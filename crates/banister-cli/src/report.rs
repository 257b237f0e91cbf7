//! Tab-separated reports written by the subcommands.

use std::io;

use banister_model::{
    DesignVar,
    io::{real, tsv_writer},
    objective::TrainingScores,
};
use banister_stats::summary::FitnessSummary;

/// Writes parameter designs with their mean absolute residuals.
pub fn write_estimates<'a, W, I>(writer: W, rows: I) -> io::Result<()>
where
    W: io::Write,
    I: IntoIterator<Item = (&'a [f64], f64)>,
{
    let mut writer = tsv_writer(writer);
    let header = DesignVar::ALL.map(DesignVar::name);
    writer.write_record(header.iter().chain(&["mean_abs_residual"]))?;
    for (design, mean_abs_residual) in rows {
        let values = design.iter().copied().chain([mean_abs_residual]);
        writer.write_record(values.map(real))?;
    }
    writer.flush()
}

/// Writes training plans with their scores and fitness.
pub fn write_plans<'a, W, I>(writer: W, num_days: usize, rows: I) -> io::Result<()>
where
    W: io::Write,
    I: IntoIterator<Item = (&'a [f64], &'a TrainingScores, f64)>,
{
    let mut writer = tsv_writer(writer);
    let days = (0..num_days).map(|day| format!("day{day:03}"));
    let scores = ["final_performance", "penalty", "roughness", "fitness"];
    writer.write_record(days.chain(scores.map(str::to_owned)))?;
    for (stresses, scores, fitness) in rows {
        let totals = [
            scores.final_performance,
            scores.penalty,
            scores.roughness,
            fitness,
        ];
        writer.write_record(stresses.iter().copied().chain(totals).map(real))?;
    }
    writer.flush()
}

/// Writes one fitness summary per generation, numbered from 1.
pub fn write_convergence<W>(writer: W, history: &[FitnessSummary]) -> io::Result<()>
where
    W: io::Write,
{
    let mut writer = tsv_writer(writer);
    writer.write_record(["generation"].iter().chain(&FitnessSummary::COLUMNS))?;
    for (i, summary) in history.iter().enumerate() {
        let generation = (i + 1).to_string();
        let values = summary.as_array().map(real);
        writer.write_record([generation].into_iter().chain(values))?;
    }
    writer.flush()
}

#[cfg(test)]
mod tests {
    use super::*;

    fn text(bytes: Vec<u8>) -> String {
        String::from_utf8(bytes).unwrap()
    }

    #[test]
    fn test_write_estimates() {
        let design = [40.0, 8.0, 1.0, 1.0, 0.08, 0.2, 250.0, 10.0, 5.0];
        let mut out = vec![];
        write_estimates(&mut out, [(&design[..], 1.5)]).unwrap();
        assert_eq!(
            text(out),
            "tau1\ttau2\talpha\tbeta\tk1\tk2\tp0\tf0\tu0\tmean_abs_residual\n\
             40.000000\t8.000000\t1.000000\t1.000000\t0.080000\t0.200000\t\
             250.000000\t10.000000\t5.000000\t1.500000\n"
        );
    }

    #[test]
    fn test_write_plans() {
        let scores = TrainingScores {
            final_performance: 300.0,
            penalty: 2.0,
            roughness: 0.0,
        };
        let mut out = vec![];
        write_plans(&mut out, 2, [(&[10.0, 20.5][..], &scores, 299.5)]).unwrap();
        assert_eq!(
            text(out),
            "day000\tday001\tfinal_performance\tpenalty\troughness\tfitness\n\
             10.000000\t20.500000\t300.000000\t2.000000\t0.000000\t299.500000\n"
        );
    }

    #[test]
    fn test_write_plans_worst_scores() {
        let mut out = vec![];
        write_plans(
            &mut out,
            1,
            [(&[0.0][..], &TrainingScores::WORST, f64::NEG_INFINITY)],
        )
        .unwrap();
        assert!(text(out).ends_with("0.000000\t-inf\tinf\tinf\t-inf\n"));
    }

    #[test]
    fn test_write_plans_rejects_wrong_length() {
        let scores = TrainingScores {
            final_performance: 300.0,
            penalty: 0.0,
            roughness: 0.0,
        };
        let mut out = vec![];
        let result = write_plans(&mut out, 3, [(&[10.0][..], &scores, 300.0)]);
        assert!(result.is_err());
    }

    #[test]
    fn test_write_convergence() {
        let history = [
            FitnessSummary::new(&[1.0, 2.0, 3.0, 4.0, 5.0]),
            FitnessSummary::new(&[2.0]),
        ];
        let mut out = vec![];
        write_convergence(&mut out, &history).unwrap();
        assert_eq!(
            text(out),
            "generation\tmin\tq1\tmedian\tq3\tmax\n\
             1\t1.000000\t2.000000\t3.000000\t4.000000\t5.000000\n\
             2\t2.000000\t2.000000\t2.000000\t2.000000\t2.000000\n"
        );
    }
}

────────────────────

_WHAT THE TASK ASKS_
Every line of the material above that includes the string "their" is required.

_ANSWER AREA_
/// Writes parameter designs with their mean absolute residuals.
/// Writes training plans with their scores and fitness.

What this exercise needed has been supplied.